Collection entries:
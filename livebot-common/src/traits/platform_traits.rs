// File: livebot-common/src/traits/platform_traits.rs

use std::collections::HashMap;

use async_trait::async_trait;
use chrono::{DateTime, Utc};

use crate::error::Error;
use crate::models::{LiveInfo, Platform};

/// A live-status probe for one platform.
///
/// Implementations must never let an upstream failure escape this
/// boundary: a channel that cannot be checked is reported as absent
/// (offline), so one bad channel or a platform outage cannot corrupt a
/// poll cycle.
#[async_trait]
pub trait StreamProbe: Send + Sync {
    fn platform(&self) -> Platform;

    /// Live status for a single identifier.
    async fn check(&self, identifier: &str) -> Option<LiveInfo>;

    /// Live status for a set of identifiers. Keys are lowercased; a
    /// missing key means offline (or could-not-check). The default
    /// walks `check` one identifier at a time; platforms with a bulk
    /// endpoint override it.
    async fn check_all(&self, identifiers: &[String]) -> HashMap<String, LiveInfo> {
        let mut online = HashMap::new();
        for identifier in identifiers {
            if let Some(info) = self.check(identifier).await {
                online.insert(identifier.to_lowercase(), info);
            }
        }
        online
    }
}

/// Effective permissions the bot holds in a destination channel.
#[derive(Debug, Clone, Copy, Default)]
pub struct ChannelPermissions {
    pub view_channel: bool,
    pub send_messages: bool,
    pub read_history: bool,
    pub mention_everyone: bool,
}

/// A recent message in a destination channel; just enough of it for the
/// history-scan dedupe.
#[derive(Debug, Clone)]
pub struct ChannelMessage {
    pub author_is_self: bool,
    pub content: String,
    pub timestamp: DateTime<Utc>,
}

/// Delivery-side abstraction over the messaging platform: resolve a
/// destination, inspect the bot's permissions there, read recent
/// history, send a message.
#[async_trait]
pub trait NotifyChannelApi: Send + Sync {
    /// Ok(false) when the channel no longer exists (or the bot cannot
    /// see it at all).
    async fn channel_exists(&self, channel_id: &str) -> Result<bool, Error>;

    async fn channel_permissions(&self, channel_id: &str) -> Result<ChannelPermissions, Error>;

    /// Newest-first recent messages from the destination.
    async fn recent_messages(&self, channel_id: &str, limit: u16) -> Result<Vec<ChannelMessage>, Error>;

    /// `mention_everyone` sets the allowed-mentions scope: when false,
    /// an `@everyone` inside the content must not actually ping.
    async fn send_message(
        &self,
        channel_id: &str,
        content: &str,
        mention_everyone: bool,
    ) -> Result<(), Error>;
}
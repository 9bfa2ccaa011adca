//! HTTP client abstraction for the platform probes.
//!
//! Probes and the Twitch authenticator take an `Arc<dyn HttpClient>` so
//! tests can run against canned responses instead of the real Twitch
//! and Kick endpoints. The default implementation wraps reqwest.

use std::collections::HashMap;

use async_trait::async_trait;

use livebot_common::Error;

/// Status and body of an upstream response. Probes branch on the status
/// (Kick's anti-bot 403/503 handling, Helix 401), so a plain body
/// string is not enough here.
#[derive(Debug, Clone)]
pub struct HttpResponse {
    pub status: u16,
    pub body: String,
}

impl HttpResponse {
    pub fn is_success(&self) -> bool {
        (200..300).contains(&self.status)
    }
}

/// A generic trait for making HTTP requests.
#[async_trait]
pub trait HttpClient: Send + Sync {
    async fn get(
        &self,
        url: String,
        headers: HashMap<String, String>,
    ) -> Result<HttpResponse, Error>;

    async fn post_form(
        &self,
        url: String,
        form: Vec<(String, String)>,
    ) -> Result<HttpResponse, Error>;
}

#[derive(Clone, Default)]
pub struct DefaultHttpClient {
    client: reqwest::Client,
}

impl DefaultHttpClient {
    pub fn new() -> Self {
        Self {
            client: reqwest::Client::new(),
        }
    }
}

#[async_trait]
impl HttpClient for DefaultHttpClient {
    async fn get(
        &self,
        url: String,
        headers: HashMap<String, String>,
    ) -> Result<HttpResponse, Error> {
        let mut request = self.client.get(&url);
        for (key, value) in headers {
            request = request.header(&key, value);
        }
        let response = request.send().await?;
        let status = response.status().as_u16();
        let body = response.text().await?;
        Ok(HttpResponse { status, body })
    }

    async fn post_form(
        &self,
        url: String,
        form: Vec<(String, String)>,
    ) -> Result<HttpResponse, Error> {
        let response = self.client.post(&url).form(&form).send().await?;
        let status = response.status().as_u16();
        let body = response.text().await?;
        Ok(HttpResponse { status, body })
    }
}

Activity: Give back every line from the beginning of the records through the line holding "failure escape this", exactly as it reads, and leave out the rest.

Written answer:
filename livebot-common/src/traits/platform_traits.rs
// File: livebot-common/src/traits/platform_traits.rs

use std::collections::HashMap;

use async_trait::async_trait;
use chrono::{DateTime, Utc};

use crate::error::Error;
use crate::models::{LiveInfo, Platform};

/// A live-status probe for one platform.
///
/// Implementations must never let an upstream failure escape this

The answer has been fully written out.